** Opening RECORD EXCERPTS block **
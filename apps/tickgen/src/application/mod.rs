//! Application Layer
//!
//! The generator service and the port contracts infrastructure adapters
//! implement.

/// Batch scheduler and generator lifecycle.
pub mod generator;

/// Port interfaces (sinks).
pub mod ports;
//! Project discovery.
//!
//! Walks upward from a start directory to the first directory holding a
//! `*.uproject` descriptor, so the tool works wherever it is vendored inside
//! a host project.

use crate::error::{GateError, Result};
use serde::Serialize;
use std::fs;
use std::path::{Component, Path, PathBuf};

/// File extension identifying a project descriptor.
pub const DESCRIPTOR_EXT: &str = "uproject";

#[derive(Debug, Clone, PartialEq, Eq, Serialize)]
/// A resolved project: its root directory, name, and descriptor file.
pub struct ProjectDescriptor {
    pub root_dir: PathBuf,
    pub project_name: String,
    pub descriptor_path: PathBuf,
}

/// Walk upward from `start` to the closest directory containing a descriptor.
///
/// When a directory holds several descriptors the first in lexical order wins.
pub fn locate(start: &Path) -> Result<ProjectDescriptor> {
    if !start.is_dir() {
        return Err(GateError::Configuration(format!(
            "start directory does not exist: {}",
            start.display()
        )));
    }
    let abs = normalize(&std::path::absolute(start).map_err(|e| GateError::io(start, e))?);
    let mut cur = abs.as_path();
    loop {
        if let Some(descriptor_path) = descriptor_in(cur)? {
            let project_name = descriptor_path
                .file_stem()
                .map(|s| s.to_string_lossy().to_string())
                .unwrap_or_default();
            tracing::debug!(root = %cur.display(), project = %project_name, "located project");
            return Ok(ProjectDescriptor {
                root_dir: cur.to_path_buf(),
                project_name,
                descriptor_path,
            });
        }
        match cur.parent() {
            Some(p) => cur = p,
            None => {
                return Err(GateError::NotFound {
                    start: start.to_path_buf(),
                })
            }
        }
    }
}

/// Fold `.` and `..` out of an absolute path so `parent()` walks real ancestors.
fn normalize(path: &Path) -> PathBuf {
    let mut out = PathBuf::new();
    for comp in path.components() {
        match comp {
            Component::CurDir => {}
            Component::ParentDir => {
                out.pop();
            }
            other => out.push(other.as_os_str()),
        }
    }
    out
}

fn descriptor_in(dir: &Path) -> Result<Option<PathBuf>> {
    let entries = match fs::read_dir(dir) {
        Ok(e) => e,
        // Unreadable ancestors are skipped rather than aborting the walk
        Err(e) if e.kind() == std::io::ErrorKind::PermissionDenied => return Ok(None),
        Err(e) => return Err(GateError::io(dir, e)),
    };
    let mut found: Vec<PathBuf> = entries
        .filter_map(|e| e.ok())
        .map(|e| e.path())
        .filter(|p| p.is_file() && is_descriptor(p))
        .collect();
    found.sort();
    if found.len() > 1 {
        tracing::warn!(
            dir = %dir.display(),
            count = found.len(),
            "multiple project descriptors; using the first in lexical order"
        );
    }
    Ok(found.into_iter().next())
}

fn is_descriptor(p: &Path) -> bool {
    p.extension()
        .and_then(|e| e.to_str())
        .is_some_and(|e| e.eq_ignore_ascii_case(DESCRIPTOR_EXT))
}

#[cfg(test)]
mod tests {
    use super::*;
    use tempfile::tempdir;

    #[test]
    fn test_locate_from_three_levels_below() {
        let dir = tempdir().unwrap();
        let root = dir.path();
        fs::write(root.join("Shooter.uproject"), "{}").unwrap();
        let deep = root.join("Build/Scripts/ci");
        fs::create_dir_all(&deep).unwrap();

        let pd = locate(&deep).unwrap();
        assert_eq!(pd.root_dir, root);
        assert_eq!(pd.project_name, "Shooter");
        assert_eq!(pd.descriptor_path, root.join("Shooter.uproject"));
    }

    #[test]
    fn test_locate_at_root_itself_and_is_idempotent() {
        let dir = tempdir().unwrap();
        let root = dir.path();
        fs::write(root.join("Game.uproject"), "{}").unwrap();
        let first = locate(root).unwrap();
        let second = locate(root).unwrap();
        assert_eq!(first, second);
        assert_eq!(first.project_name, "Game");
    }

    #[test]
    fn test_multiple_descriptors_pick_first_lexically() {
        let dir = tempdir().unwrap();
        let root = dir.path();
        fs::write(root.join("Zeta.uproject"), "{}").unwrap();
        fs::write(root.join("Alpha.uproject"), "{}").unwrap();
        let pd = locate(root).unwrap();
        assert_eq!(pd.project_name, "Alpha");
    }

    #[test]
    fn test_directory_with_descriptor_extension_is_ignored() {
        let dir = tempdir().unwrap();
        let root = dir.path();
        fs::write(root.join("Real.uproject"), "{}").unwrap();
        let inner = root.join("nested");
        fs::create_dir_all(inner.join("Fake.uproject")).unwrap();
        let pd = locate(&inner).unwrap();
        assert_eq!(pd.project_name, "Real");
    }

    #[test]
    fn test_no_descriptor_anywhere_is_not_found() {
        let dir = tempdir().unwrap();
        let leaf = dir.path().join("a/b");
        fs::create_dir_all(&leaf).unwrap();
        let err = locate(&leaf).unwrap_err();
        assert!(matches!(err, GateError::NotFound { .. }));
        assert_eq!(err.exit_code(), 2);
    }

    #[test]
    fn test_missing_start_dir_is_configuration_error() {
        let dir = tempdir().unwrap();
        let err = locate(&dir.path().join("nope")).unwrap_err();
        assert!(matches!(err, GateError::Configuration(_)));
    }

    #[test]
    fn test_relative_start_walks_to_real_parents() {
        let dir = tempdir().unwrap();
        let root = dir.path();
        fs::write(root.join("Racer.uproject"), "{}").unwrap();
        let leaf = root.join("a/b");
        fs::create_dir_all(&leaf).unwrap();
        let cwd = std::env::current_dir().unwrap();
        let rel = pathdiff::diff_paths(&leaf, &cwd).unwrap();
        assert!(rel.is_relative());

        let pd = locate(&rel).unwrap();
        assert_eq!(pd.project_name, "Racer");
        assert!(pd.root_dir.is_absolute());
        assert!(pd.root_dir.components().all(|c| c != Component::ParentDir));
        assert_eq!(pd.root_dir.canonicalize().unwrap(), root.canonicalize().unwrap());
    }
}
** Closing RECORD EXCERPTS block **
> _EXERCISE_: Please output each entry above exactly, leaving nothing out.

> _ANSWER TO THE EXERCISE_:
filename apps/tickgen/src/application/mod.rs
//! Application Layer
//!
//! The generator service and the port contracts infrastructure adapters
//! implement.

/// Batch scheduler and generator lifecycle.
pub mod generator;

/// Port interfaces (sinks).
pub mod ports;
//! Project discovery.
//!
//! Walks upward from a start directory to the first directory holding a
//! `*.uproject` descriptor, so the tool works wherever it is vendored inside
//! a host project.

use crate::error::{GateError, Result};
use serde::Serialize;
use std::fs;
use std::path::{Component, Path, PathBuf};

/// File extension identifying a project descriptor.
pub const DESCRIPTOR_EXT: &str = "uproject";

#[derive(Debug, Clone, PartialEq, Eq, Serialize)]
/// A resolved project: its root directory, name, and descriptor file.
pub struct ProjectDescriptor {
    pub root_dir: PathBuf,
    pub project_name: String,
    pub descriptor_path: PathBuf,
}

/// Walk upward from `start` to the closest directory containing a descriptor.
///
/// When a directory holds several descriptors the first in lexical order wins.
pub fn locate(start: &Path) -> Result<ProjectDescriptor> {
    if !start.is_dir() {
        return Err(GateError::Configuration(format!(
            "start directory does not exist: {}",
            start.display()
        )));
    }
    let abs = normalize(&std::path::absolute(start).map_err(|e| GateError::io(start, e))?);
    let mut cur = abs.as_path();
    loop {
        if let Some(descriptor_path) = descriptor_in(cur)? {
            let project_name = descriptor_path
                .file_stem()
                .map(|s| s.to_string_lossy().to_string())
                .unwrap_or_default();
            tracing::debug!(root = %cur.display(), project = %project_name, "located project");
            return Ok(ProjectDescriptor {
                root_dir: cur.to_path_buf(),
                project_name,
                descriptor_path,
            });
        }
        match cur.parent() {
            Some(p) => cur = p,
            None => {
                return Err(GateError::NotFound {
                    start: start.to_path_buf(),
                })
            }
        }
    }
}

/// Fold `.` and `..` out of an absolute path so `parent()` walks real ancestors.
fn normalize(path: &Path) -> PathBuf {
    let mut out = PathBuf::new();
    for comp in path.components() {
        match comp {
            Component::CurDir => {}
            Component::ParentDir => {
                out.pop();
            }
            other => out.push(other.as_os_str()),
        }
    }
    out
}

fn descriptor_in(dir: &Path) -> Result<Option<PathBuf>> {
    let entries = match fs::read_dir(dir) {
        Ok(e) => e,
        // Unreadable ancestors are skipped rather than aborting the walk
        Err(e) if e.kind() == std::io::ErrorKind::PermissionDenied => return Ok(None),
        Err(e) => return Err(GateError::io(dir, e)),
    };
    let mut found: Vec<PathBuf> = entries
        .filter_map(|e| e.ok())
        .map(|e| e.path())
        .filter(|p| p.is_file() && is_descriptor(p))
        .collect();
    found.sort();
    if found.len() > 1 {
        tracing::warn!(
            dir = %dir.display(),
            count = found.len(),
            "multiple project descriptors; using the first in lexical order"
        );
    }
    Ok(found.into_iter().next())
}

fn is_descriptor(p: &Path) -> bool {
    p.extension()
        .and_then(|e| e.to_str())
        .is_some_and(|e| e.eq_ignore_ascii_case(DESCRIPTOR_EXT))
}

#[cfg(test)]
mod tests {
    use super::*;
    use tempfile::tempdir;

    #[test]
    fn test_locate_from_three_levels_below() {
        let dir = tempdir().unwrap();
        let root = dir.path();
        fs::write(root.join("Shooter.uproject"), "{}").unwrap();
        let deep = root.join("Build/Scripts/ci");
        fs::create_dir_all(&deep).unwrap();

        let pd = locate(&deep).unwrap();
        assert_eq!(pd.root_dir, root);
        assert_eq!(pd.project_name, "Shooter");
        assert_eq!(pd.descriptor_path, root.join("Shooter.uproject"));
    }

    #[test]
    fn test_locate_at_root_itself_and_is_idempotent() {
        let dir = tempdir().unwrap();
        let root = dir.path();
        fs::write(root.join("Game.uproject"), "{}").unwrap();
        let first = locate(root).unwrap();
        let second = locate(root).unwrap();
        assert_eq!(first, second);
        assert_eq!(first.project_name, "Game");
    }

    #[test]
    fn test_multiple_descriptors_pick_first_lexically() {
        let dir = tempdir().unwrap();
        let root = dir.path();
        fs::write(root.join("Zeta.uproject"), "{}").unwrap();
        fs::write(root.join("Alpha.uproject"), "{}").unwrap();
        let pd = locate(root).unwrap();
        assert_eq!(pd.project_name, "Alpha");
    }

    #[test]
    fn test_directory_with_descriptor_extension_is_ignored() {
        let dir = tempdir().unwrap();
        let root = dir.path();
        fs::write(root.join("Real.uproject"), "{}").unwrap();
        let inner = root.join("nested");
        fs::create_dir_all(inner.join("Fake.uproject")).unwrap();
        let pd = locate(&inner).unwrap();
        assert_eq!(pd.project_name, "Real");
    }

    #[test]
    fn test_no_descriptor_anywhere_is_not_found() {
        let dir = tempdir().unwrap();
        let leaf = dir.path().join("a/b");
        fs::create_dir_all(&leaf).unwrap();
        let err = locate(&leaf).unwrap_err();
        assert!(matches!(err, GateError::NotFound { .. }));
        assert_eq!(err.exit_code(), 2);
    }

    #[test]
    fn test_missing_start_dir_is_configuration_error() {
        let dir = tempdir().unwrap();
        let err = locate(&dir.path().join("nope")).unwrap_err();
        assert!(matches!(err, GateError::Configuration(_)));
    }

    #[test]
    fn test_relative_start_walks_to_real_parents() {
        let dir = tempdir().unwrap();
        let root = dir.path();
        fs::write(root.join("Racer.uproject"), "{}").unwrap();
        let leaf = root.join("a/b");
        fs::create_dir_all(&leaf).unwrap();
        let cwd = std::env::current_dir().unwrap();
        let rel = pathdiff::diff_paths(&leaf, &cwd).unwrap();
        assert!(rel.is_relative());

        let pd = locate(&rel).unwrap();
        assert_eq!(pd.project_name, "Racer");
        assert!(pd.root_dir.is_absolute());
        assert!(pd.root_dir.components().all(|c| c != Component::ParentDir));
        assert_eq!(pd.root_dir.canonicalize().unwrap(), root.canonicalize().unwrap());
    }
}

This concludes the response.